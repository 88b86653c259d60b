//! Compaction — background merging of SSTables.
//!
//! Compaction keeps the table count bounded and reclaims space held by
//! shadowed versions and spent tombstones. It runs in two phases that this
//! module keeps strictly separate:
//!
//! 1. **Planning** ([`plan`]) — pure selection over table metadata. Three
//!    strategies ([`CompactionStrategyKind`]):
//!    - *size-tiered*: tables of similar size (within a factor of two)
//!      form buckets; a bucket with enough members is merged.
//!    - *leveled*: L0 merges into L1 once it holds enough tables; a
//!      deeper level merges into the next when its bytes overflow a
//!      multiple of the level above it.
//!    - *hybrid*: size-tiered bucketing inside L0 (output to L1),
//!      leveled from L1 down.
//! 2. **Execution** ([`execute`]) — k-way merge of the selected inputs in
//!    `(key ASC, seq DESC)` order, keeping the highest-sequence version
//!    of each key, then an atomic build + manifest update.
//!
//! # Tombstone policy
//!
//! A tombstone may be dropped only when the merge inputs include every
//! table that could still hold an older version of its key — otherwise
//! deleted data would resurface. Concretely: every live table *outside*
//! the inputs must sit at a shallower level than every input (shallower
//! tables are strictly newer). A full compaction always qualifies.
//!
//! # Crash safety
//!
//! The output is built under a `.tmp` name and renamed before the
//! manifest adopts it; a crash at any point leaves the inputs live and at
//! worst an orphan file that startup deletes.

mod leveled;
mod size_tiered;

#[cfg(test)]
mod tests;

use std::path::Path;
use std::sync::Arc;

use thiserror::Error;
use tracing::{debug, info};

use crate::config::{CompactionStrategyKind, EngineConfig};
use crate::engine::utils::{MergeIterator, Record};
use crate::manifest::{Manifest, ManifestError, ManifestTable};
use crate::sstable::{SsTable, SsTableError, SstWriteOptions, SstWriter};

/// How many times larger a level may grow than the level above it before
/// it overflows (leveled strategy).
pub(crate) const LEVEL_GROWTH_FACTOR: u64 = 10;

// ------------------------------------------------------------------------------------------------
// Error type
// ------------------------------------------------------------------------------------------------

/// Errors surfaced by compaction execution.
#[derive(Debug, Error)]
pub enum CompactionError {
    #[error("SSTable error: {0}")]
    SsTable(#[from] SsTableError),

    #[error("manifest error: {0}")]
    Manifest(#[from] ManifestError),

    #[error("I/O error: {0}")]
    Io(#[from] std::io::Error),
}

// ------------------------------------------------------------------------------------------------
// Planning types
// ------------------------------------------------------------------------------------------------

/// Metadata the planner sees for one live table.
#[derive(Debug, Clone, Copy)]
pub struct TableMeta {
    pub id: u64,
    pub level: u32,
    pub bytes: u64,
}

/// A selected compaction: which tables to merge, where the output lands,
/// and whether tombstones may be garbage-collected.
#[derive(Debug, Clone, PartialEq, Eq)]
pub struct CompactionPlan {
    pub inputs: Vec<u64>,
    pub target_level: u32,
    pub drop_tombstones: bool,
}

/// Selects a compaction under the configured strategy, or `None` when no
/// trigger condition holds. Planning never touches the filesystem.
pub fn plan(tables: &[TableMeta], config: &EngineConfig) -> Option<CompactionPlan> {
    let selected = match config.compaction_strategy {
        CompactionStrategyKind::SizeTiered => size_tiered::plan(tables, config),
        CompactionStrategyKind::Leveled => leveled::plan(tables, config),
        CompactionStrategyKind::Hybrid => {
            // Size-tiered grouping within L0 (output moves to L1), leveled
            // for everything deeper.
            let level0: Vec<TableMeta> = tables.iter().filter(|t| t.level == 0).copied().collect();
            size_tiered::plan_bucket(&level0, config)
                .map(|inputs| Selection {
                    inputs,
                    target_level: 1,
                })
                .or_else(|| leveled::plan_deep_levels(tables, config))
        }
    }?;

    let drop_tombstones = may_drop_tombstones(&selected.inputs, tables);
    Some(CompactionPlan {
        inputs: selected.inputs,
        target_level: selected.target_level,
        drop_tombstones,
    })
}

/// Produces a plan covering **all** live tables — the explicit full
/// compaction. Tombstones are always droppable here.
pub fn plan_full(tables: &[TableMeta]) -> Option<CompactionPlan> {
    if tables.len() < 2 {
        return None;
    }
    let bottom = tables.iter().map(|t| t.level).max().unwrap_or(0);
    Some(CompactionPlan {
        inputs: tables.iter().map(|t| t.id).collect(),
        target_level: bottom,
        drop_tombstones: true,
    })
}

/// Strategy-internal selection, before the tombstone policy is applied.
pub(crate) struct Selection {
    pub(crate) inputs: Vec<u64>,
    pub(crate) target_level: u32,
}

/// A tombstone may be dropped only when no table outside the inputs can
/// hold an older version of any input key. Tables at shallower levels
/// than every input are strictly newer, so the condition is: every
/// non-input table sits above the shallowest input level.
fn may_drop_tombstones(inputs: &[u64], tables: &[TableMeta]) -> bool {
    let min_input_level = tables
        .iter()
        .filter(|t| inputs.contains(&t.id))
        .map(|t| t.level)
        .min()
        .unwrap_or(0);

    tables
        .iter()
        .filter(|t| !inputs.contains(&t.id))
        .all(|t| t.level < min_input_level)
}

// ------------------------------------------------------------------------------------------------
// Execution
// ------------------------------------------------------------------------------------------------

/// Result of an executed compaction, to be applied to the readable set.
pub struct CompactionOutcome {
    /// Ids of the consumed tables (already removed from the manifest).
    pub removed: Vec<u64>,
    /// The merged output, already opened and manifest-registered. `None`
    /// when every record was eliminated.
    pub added: Option<AddedTable>,
}

/// A freshly published compaction output.
pub struct AddedTable {
    pub table: Arc<SsTable>,
    pub level: u32,
    pub max_seq: u64,
}

/// Merges the planned inputs into one output table and atomically adopts
/// it in the manifest.
///
/// Input *files* are not deleted here — the caller removes them after the
/// readable set has been swapped, so in-flight readers drain first.
pub fn execute(
    plan: &CompactionPlan,
    all_tables: &[Arc<SsTable>],
    sst_dir: &Path,
    manifest: &mut Manifest,
    write_opts: SstWriteOptions,
) -> Result<CompactionOutcome, CompactionError> {
    let inputs: Vec<Arc<SsTable>> = all_tables
        .iter()
        .filter(|t| plan.inputs.contains(&t.id))
        .cloned()
        .collect();

    debug!(
        input_count = inputs.len(),
        target_level = plan.target_level,
        drop_tombstones = plan.drop_tombstones,
        "compaction merge starting"
    );

    let iters: Vec<Box<dyn Iterator<Item = Record>>> = inputs
        .iter()
        .map(|t| Box::new(t.iter_from(b"")) as Box<dyn Iterator<Item = Record>>)
        .collect();
    let survivors = dedup_records(MergeIterator::new(iters), plan.drop_tombstones);

    if survivors.is_empty() {
        // Everything was shadowed or garbage-collected.
        manifest.apply_compaction(&plan.inputs, None)?;
        info!(removed = ?plan.inputs, "compaction eliminated all records");
        return Ok(CompactionOutcome {
            removed: plan.inputs.clone(),
            added: None,
        });
    }

    let new_id = manifest.allocate_sst_id();
    let path = sst_dir.join(format!("{new_id}.sst"));
    let count = survivors.len();
    let max_seq = survivors.iter().map(Record::seq).max().unwrap_or(0);
    SstWriter::new(&path, write_opts).build(survivors.into_iter(), count)?;

    let table = Arc::new(SsTable::open(&path, new_id)?);
    manifest.apply_compaction(
        &plan.inputs,
        Some(ManifestTable {
            id: new_id,
            level: plan.target_level,
            max_seq,
        }),
    )?;

    info!(
        new_id,
        records = count,
        removed = ?plan.inputs,
        target_level = plan.target_level,
        "compaction published"
    );

    Ok(CompactionOutcome {
        removed: plan.inputs.clone(),
        added: Some(AddedTable {
            table,
            level: plan.target_level,
            max_seq,
        }),
    })
}

/// Collapses a `(key ASC, seq DESC)` merge stream to one record per key —
/// the first (highest-sequence) one — optionally discarding tombstones.
pub(crate) fn dedup_records(
    merged: impl Iterator<Item = Record>,
    drop_tombstones: bool,
) -> Vec<Record> {
    let mut survivors = Vec::new();
    let mut last_key: Option<Vec<u8>> = None;

    for record in merged {
        if last_key.as_deref() == Some(record.key()) {
            continue; // shadowed older version
        }
        last_key = Some(record.key().to_vec());

        if record.is_tombstone() && drop_tombstones {
            continue;
        }
        survivors.push(record);
    }

    survivors
}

·····

Search the data above for the word "contains". Copy each line it is in.

*Output below*:
        .filter(|t| inputs.contains(&t.id))
        .filter(|t| !inputs.contains(&t.id))
        .filter(|t| plan.inputs.contains(&t.id))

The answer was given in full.